In this guide, our shareholder dispute solicitors will take a look at one of the main shareholder remedies – unfair prejudice petitions (a claim for unfair prejudice) – and cover what unfair prejudice is, some common examples of unfair prejudice, who can bring an unfair prejudice petition, how to bring an unfair prejudice petition, remedies for unfair prejudice and bars to relief in unfair prejudice actions.
What is unfair prejudice?
Typically, the Courts of England & Wales have approached what constitutes ‘unfair prejudice’ as something which has put a member of a company at an unfair disadvantage, specifically in relation to the way in which the company’s business and affairs are handled. This could be because of the conduct of another member of the company, or be because a certain act or task has not been done (i.e. an omission), but in any event the shareholder’s interest(s) must have been prejudiced in such a way as to be deemed unfair.
It's ultimately up to the court to decide what can be considered as both ‘unfair’ and ‘prejudicial’ (giving rise to unfair prejudice) on a case-by-case basis and a broad approach is generally taken. Both elements have to be assessed on their own merits, and if you’re the shareholder who wishes to bring an unfair prejudice petition, you must be able to demonstrate that you’ve lost out in some way as a result of the unfair prejudice.
Common examples of unfair prejudice
To help you understand what types of behaviour might be deemed as unfairly prejudicial by the courts, the below examples showcase some common situations that our shareholder dispute solicitors deal with on a regular basis:
- Share dilution: A majority shareholder may issue new shares at a price, or in a quantity, that a minority shareholder is unable to afford – or is simply unwilling to pay. Past decisions made by the courts indicate that this kind of behaviour could potentially be classed as unfairly prejudicial. Much will depend on the justification for the new share issue.
- Exclusion from management: Whilst there is no automatic right in law for a shareholder to be involved in the management of a company, if it can be established that there is a quasi-partnership in existence there is a presumption that the exclusion of a minority shareholder will constitute unfair prejudice, unless it’s accompanied by an offer to buy their shares at a fair value. (A company may be a quasi-partnership where the relationship between the shareholders is formed/continued on the basis of a personal relationship – very common in small businesses, or there’s an legitimate expectation that all of the shareholders will have a part in the management of the company, or there are restrictions on the ability to transfer shares freely.
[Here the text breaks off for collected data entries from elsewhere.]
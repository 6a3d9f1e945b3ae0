use std::process::ExitCode;

use clap::Parser;
use cli::Cli;
use color_eyre::{eyre::eyre, Result};

use crate::{
    app::App,
    config::{pathconfig::PathConfig, Config},
};

mod app;
mod cli;
mod command;
mod config;
mod errors;
mod logging;
mod playerclient;
mod render;

#[tokio::main(flavor = "current_thread")]
async fn main() -> Result<ExitCode> {
    crate::errors::init()?;

    let args = Cli::parse();
    if let Some(msg) = args.is_valid() {
        return Err(eyre!(msg));
    }

    let paths = PathConfig::new(args.data, args.config, args.no_config);
    crate::logging::init_or_warn(&paths.data, &mut std::io::stderr());
    let config = Config::new(paths)?;

    let app = App::new(&config, args.url);
    let mut stdout = std::io::stdout().lock();
    let outcome = app.run(&args.args, &mut stdout).await?;
    Ok(outcome.into())
}
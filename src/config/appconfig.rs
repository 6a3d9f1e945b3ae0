use serde::Deserialize;

pub const DEFAULT_SERVER_URL: &str = "http://127.0.0.1:3000";

fn default_server_url() -> String {
    DEFAULT_SERVER_URL.to_string()
}

#[derive(Clone, Debug, Deserialize)]
pub struct AppConfig {
    /// Base address of the player API, without a trailing path
    #[serde(default = "default_server_url")]
    pub server_url: String,
}

impl Default for AppConfig {
    fn default() -> Self {
        Self {
            server_url: default_server_url(),
        }
    }
}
There are other examples in case law of different types of conduct which can be classed as exclusion from management, but the above is the most common scenario.
- Payment of excessive remuneration to directors: This type of complaint arises regularly as the basis for an unfair prejudice claim. Sometimes it might be immediately apparent, i.e. where the figures speak for themselves, but occasionally it may necessitate further investigation. In any event, expert evidence will be required by the court to bring a successful claim.
Other common examples of unfair prejudice may be:
- The sale or purchase of assets without the approval of shareholders.
- The transfer of assets to another business owned by a shareholder.
- The inappropriate use of the company’s assets by a director for their own benefit.
- Withholding dividend payments if, for example, if a company’s dividend policy has not been adhered to without a viable reason (although a lack of dividend policy does not automatically provide a bar to relief). Alternatively, the directors may be artificially depressing profits so that there are no funds available to pay dividends.
- The withholding of information by majority shareholders, for example, the company’s accounts or other management information.
- A breach of the company’s Shareholder’s Agreement or Articles of Association.
Who can bring an unfair prejudice petition?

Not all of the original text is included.